Nous n’en connaissons pas encore les causes. Nous en connaissons pourtant déjà les faussaires, les empressés du « rien n’a jamais eu lieu ». Les mêmes n’étaient pas choqués, et n’ont d’eux-mêmes pas réagi, lorsque l’on a osé programmer deux soirs de suite le rappeur Médine au Bataclan – il a fallu alors que sonne la colère du peuple. Notre-Dame est plus que des citations captées par Google dans l’œuvre de Victor Hugo, Notre-Dame est plus que le lieu des obsèques de Charles De Gaulle et de François Mitterrand, Notre-Dame est plus que ce Monument Historique havre laïque choisi en 1918 par Clemenceau pour ne pas aller au Te Deum de l’Armistice, par Michel Mourre et les lettristes le jour de Pâques 1950 pour y clamer « Dieu est mort », et par Femen en 2013 pour refuser l’ingérence cléricale dans le débat sur l’égalité dans le mariage (Inna Shevchenko a d’ailleurs publié trois tweets d’hommage à Notre-Dame), Notre-Dame est plus (mais certainement pas moins) que le fruit du travail des gueux qui y ont parfois laissé leur vie sans en voir le résultat, Notre-Dame est plus que nos prières, nos promenades d’amoureux dans son jardin, Notre-Dame est plus que son Mémorial des Martyrs de la Déportation, Notre-Dame est plus que le point zéro de nos kilomètres et de nos pélerinages, Notre-Dame est plus qu’une histoire qui commence à Clovis, et qui n’est pas finie.

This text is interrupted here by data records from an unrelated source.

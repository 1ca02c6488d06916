use serde::Serialize;

use crate::error::AppError;

#[derive(Debug, Clone, Copy, PartialEq, Eq, Serialize)]
pub enum ResponseStatus {
    #[serde(rename = "OK")]
    Ok,
    #[serde(rename = "ERROR")]
    Error,
}

/// The envelope every command endpoint answers with:
/// `{ status: OK | ERROR, message?, data? }`.
#[derive(Debug, Clone, Serialize)]
#[serde(rename_all = "camelCase")]
pub struct CommandResponse {
    pub status: ResponseStatus,
    #[serde(skip_serializing_if = "Option::is_none")]
    pub message: Option<String>,
    #[serde(skip_serializing_if = "Option::is_none")]
    pub data: Option<serde_json::Value>,
}

impl CommandResponse {
    pub fn ok() -> Self {
        CommandResponse { status: ResponseStatus::Ok, message: None, data: None }
    }

    pub fn ok_with(data: serde_json::Value) -> Self {
        CommandResponse { status: ResponseStatus::Ok, message: None, data: Some(data) }
    }

    pub fn error(message: impl Into<String>) -> Self {
        CommandResponse {
            status: ResponseStatus::Error,
            message: Some(message.into()),
            data: None,
        }
    }

    pub fn is_ok(&self) -> bool {
        self.status == ResponseStatus::Ok
    }
}

impl From<AppError> for CommandResponse {
    fn from(err: AppError) -> Self {
        match err {
            // Internal faults were already logged with detail at the point
            // of failure; only a generic message crosses the boundary.
            AppError::Internal(_) => CommandResponse::error("Internal error"),
            other => CommandResponse::error(other.to_string()),
        }
    }
}
use serde::{Deserialize, Serialize};

/// An enrolled device.
/// Corresponds to the `devices` table of the registry store.
///
/// Timestamps (`enroll_time`, `last_update`, `imei_update_ts`) are epoch
/// milliseconds. `enroll_time` is set on the first heartbeat and never
/// overwritten afterwards. `customer_id` never changes after creation.
#[derive(Debug, Clone, Serialize, Deserialize)]
#[serde(rename_all = "camelCase")]
pub struct Device {
    pub id: i32,
    pub number: String,
    /// Previous device number, kept after a renumbering so the device
    /// stays reachable until operators complete the migration.
    pub old_number: Option<String>,
    pub imei: Option<String>,
    pub serial: Option<String>,
    pub phone: Option<String>,
    pub description: Option<String>,
    pub customer_id: i32,
    pub configuration_id: Option<i32>,
    /// Device-reported telemetry blob (installed apps, location, battery).
    pub info: Option<serde_json::Value>,
    pub custom1: Option<String>,
    pub custom2: Option<String>,
    pub custom3: Option<String>,
    pub enroll_time: Option<i64>,
    pub last_update: Option<i64>,
    pub imei_update_ts: Option<i64>,
    pub public_ip: Option<String>,
    /// Trailing characters of `number`, maintained by the reindex job for
    /// quick partial-number lookup.
    pub fast_search: Option<String>,
}

/// Input for administrative device registration.
#[derive(Debug, Clone, Default, Deserialize)]
#[serde(rename_all = "camelCase")]
pub struct NewDevice {
    pub number: String,
    pub customer_id: i32,
    pub configuration_id: Option<i32>,
    pub description: Option<String>,
    pub imei: Option<String>,
    pub serial: Option<String>,
    pub phone: Option<String>,
    pub custom1: Option<String>,
    pub custom2: Option<String>,
    pub custom3: Option<String>,
}

/// A device group. `name` is unique within a tenant.
/// `credit` is nullable on purpose: `None` means "not billed", which is
/// distinct from a credit of zero.
#[derive(Debug, Clone, Serialize, Deserialize)]
#[serde(rename_all = "camelCase")]
pub struct Group {
    pub id: i32,
    pub customer_id: i32,
    pub name: String,
    pub credit: Option<i32>,
}

/// The identity surface the access scope needs. Users with
/// `all_devices_available` see every group and device of their tenant;
/// everyone else sees only explicitly granted groups.
#[derive(Debug, Clone, Serialize, Deserialize)]
#[serde(rename_all = "camelCase")]
pub struct User {
    pub id: i32,
    pub username: String,
    pub customer_id: i32,
    pub all_devices_available: bool,
}

/// Per-device rollout status, upserted by `report_status`.
/// The two status fields are opaque tags whose value set is a contract of
/// the reporting collaborator; this core only stores and compares them.
#[derive(Debug, Clone, PartialEq, Eq, Serialize, Deserialize)]
#[serde(rename_all = "camelCase")]
pub struct DeviceStatus {
    pub device_id: i32,
    pub config_files_status: String,
    pub applications_status: String,
}

/// Lightweight device summary returned by partial-number lookup.
#[derive(Debug, Clone, Serialize)]
#[serde(rename_all = "camelCase")]
pub struct DeviceLookupItem {
    pub id: i32,
    pub number: String,
    pub description: Option<String>,
}

/// One entry of the `applications` array inside the device `info` blob.
#[derive(Debug, Clone, Serialize, Deserialize)]
pub struct DeviceApplication {
    #[serde(default)]
    pub pkg: Option<String>,
    #[serde(default)]
    pub version: Option<String>,
    #[serde(default)]
    pub name: Option<String>,
}
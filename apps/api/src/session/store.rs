use std::collections::HashMap;
use std::sync::Arc;
use std::time::Duration;

use chrono::{DateTime, Utc};
use serde::Serialize;
use tokio::sync::RwLock;
use tokio::task::JoinHandle;
use tokio::time::Instant;
use tracing::{debug, info};
use uuid::Uuid;

use crate::insights::InsightSlot;
use crate::models::record::ResumeRecord;

/// One editing session: the record being edited plus its per-session side state.
#[derive(Debug, Clone, Serialize)]
#[serde(rename_all = "camelCase")]
pub struct Session {
    pub id: Uuid,
    pub record: ResumeRecord,
    pub insights: InsightSlot,
    pub export_in_flight: bool,
    pub created_at: DateTime<Utc>,
    pub updated_at: DateTime<Utc>,
    /// Monotonic twin of `updated_at`, used for idle expiry.
    #[serde(skip)]
    last_active: Instant,
}

impl Session {
    fn new(record: ResumeRecord) -> Self {
        let now = Utc::now();
        Self {
            id: Uuid::new_v4(),
            record,
            insights: InsightSlot::default(),
            export_in_flight: false,
            created_at: now,
            updated_at: now,
            last_active: Instant::now(),
        }
    }
}

/// In-memory session map shared through `AppState`.
///
/// Locks are held only for the synchronous closure passed to [`SessionStore::update`];
/// callers never hold one across an `.await`.
#[derive(Debug, Clone, Default)]
pub struct SessionStore {
    inner: Arc<RwLock<HashMap<Uuid, Session>>>,
}

impl SessionStore {
    pub fn new() -> Self {
        Self::default()
    }

    pub async fn create(&self, record: ResumeRecord) -> Session {
        let session = Session::new(record);
        self.inner.write().await.insert(session.id, session.clone());
        info!(session_id = %session.id, "Session created");
        session
    }

    /// A copy of the session as it is right now.
    pub async fn snapshot(&self, id: Uuid) -> Option<Session> {
        self.inner.read().await.get(&id).cloned()
    }

    pub async fn remove(&self, id: Uuid) -> bool {
        let removed = self.inner.write().await.remove(&id).is_some();
        if removed {
            info!(session_id = %id, "Session ended");
        }
        removed
    }

    /// Runs `f` against the session under the write lock. `None` when the id is unknown.
    pub async fn update<R>(&self, id: Uuid, f: impl FnOnce(&mut Session) -> R) -> Option<R> {
        let mut sessions = self.inner.write().await;
        let session = sessions.get_mut(&id)?;
        let out = f(session);
        session.updated_at = Utc::now();
        session.last_active = Instant::now();
        Some(out)
    }

    /// Claims the session's export slot. `Some(false)` when an export is already running.
    pub async fn begin_export(&self, id: Uuid) -> Option<bool> {
        self.update(id, |session| {
            if session.export_in_flight {
                false
            } else {
                session.export_in_flight = true;
                true
            }
        })
        .await
    }

    /// Releases the export slot. A session deleted mid-export is ignored.
    pub async fn finish_export(&self, id: Uuid) {
        if self
            .update(id, |session| session.export_in_flight = false)
            .await
            .is_none()
        {
            debug!(session_id = %id, "Session gone before export finished");
        }
    }

    pub async fn len(&self) -> usize {
        self.inner.read().await.len()
    }

    /// Drops sessions untouched for longer than `ttl`. A session with an export running is kept.
    pub async fn evict_idle(&self, ttl: Duration) -> usize {
        let now = Instant::now();
        let mut sessions = self.inner.write().await;
        let before = sessions.len();
        sessions.retain(|_, session| {
            session.export_in_flight || now.duration_since(session.last_active) <= ttl
        });
        let evicted = before - sessions.len();
        if evicted > 0 {
            info!(evicted, remaining = sessions.len(), "Expired idle sessions");
        }
        evicted
    }

    /// Runs [`SessionStore::evict_idle`] every `every` until the runtime shuts down.
    pub fn spawn_sweeper(&self, ttl: Duration, every: Duration) -> JoinHandle<()> {
        let store = self.clone();
        tokio::spawn(async move {
            let mut ticker = tokio::time::interval(every);
            ticker.set_missed_tick_behavior(tokio::time::MissedTickBehavior::Delay);
            loop {
                ticker.tick().await;
                store.evict_idle(ttl).await;
            }
        })
    }
}

#[cfg(test)]
mod tests {
    use super::*;

    #[tokio::test]
    async fn test_create_snapshot_remove() {
        let store = SessionStore::new();
        let session = store.create(ResumeRecord::default()).await;
        assert_eq!(store.len().await, 1);
        assert_eq!(store.snapshot(session.id).await.unwrap().id, session.id);
        assert!(store.remove(session.id).await);
        assert!(!store.remove(session.id).await);
        assert!(store.snapshot(session.id).await.is_none());
    }

    #[tokio::test]
    async fn test_update_unknown_session_is_none() {
        let store = SessionStore::new();
        assert!(store.update(Uuid::new_v4(), |_| ()).await.is_none());
    }

    #[tokio::test]
    async fn test_update_mutates_in_place() {
        let store = SessionStore::new();
        let id = store.create(ResumeRecord::default()).await.id;
        store
            .update(id, |s| s.record.personal_info.full_name = "Ada".to_string())
            .await
            .unwrap();
        assert_eq!(store.snapshot(id).await.unwrap().record.personal_info.full_name, "Ada");
    }

    #[tokio::test]
    async fn test_second_export_is_refused_until_finished() {
        let store = SessionStore::new();
        let id = store.create(ResumeRecord::default()).await.id;
        assert_eq!(store.begin_export(id).await, Some(true));
        assert_eq!(store.begin_export(id).await, Some(false));
        store.finish_export(id).await;
        assert_eq!(store.begin_export(id).await, Some(true));
        assert_eq!(store.begin_export(Uuid::new_v4()).await, None);
    }

    #[tokio::test(start_paused = true)]
    async fn test_idle_sessions_expire_and_active_ones_stay() {
        let store = SessionStore::new();
        let idle = store.create(ResumeRecord::default()).await.id;
        let active = store.create(ResumeRecord::default()).await.id;

        tokio::time::advance(Duration::from_secs(50)).await;
        store.update(active, |_| ()).await.unwrap();
        tokio::time::advance(Duration::from_secs(20)).await;

        assert_eq!(store.evict_idle(Duration::from_secs(60)).await, 1);
        assert!(store.snapshot(idle).await.is_none());
        assert!(store.snapshot(active).await.is_some());
    }

    #[tokio::test(start_paused = true)]
    async fn test_session_with_running_export_is_not_expired() {
        let store = SessionStore::new();
        let id = store.create(ResumeRecord::default()).await.id;
        assert_eq!(store.begin_export(id).await, Some(true));
        tokio::time::advance(Duration::from_secs(120)).await;
        assert_eq!(store.evict_idle(Duration::from_secs(60)).await, 0);
        assert!(store.snapshot(id).await.is_some());
    }

    #[tokio::test(start_paused = true)]
    async fn test_sweeper_evicts_on_its_own() {
        let store = SessionStore::new();
        let id = store.create(ResumeRecord::default()).await.id;
        let sweeper = store.spawn_sweeper(Duration::from_secs(60), Duration::from_secs(10));

        tokio::time::sleep(Duration::from_secs(30)).await;
        assert!(store.snapshot(id).await.is_some());
        tokio::time::sleep(Duration::from_secs(45)).await;
        assert!(store.snapshot(id).await.is_none());
        sweeper.abort();
    }
}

Laissons du temps à Notre-Dame, tout celui qu’il faudra, celui de l’artisanat entre autres, celui aussi de l’histoire. Le peuple de France y a droit.
Thierry Seveyrat
Thierry Seveyrat, une pensée toujours juste et clairvoyante et une écriture claire, précise et subtilité. Merci pour ce texte
Très beau texte que je pourrais signer. Peut-être aurais-je ajouté quelques événements historiques qui s’y sont déroulés: première réunion des États généraux, te deux lors de la reprise de Paris par Charles VII, oraison funèbre du Grand Condé, couronnement de Napoléon ou te deum de la Libération. Merci en tout cas pour ce texte.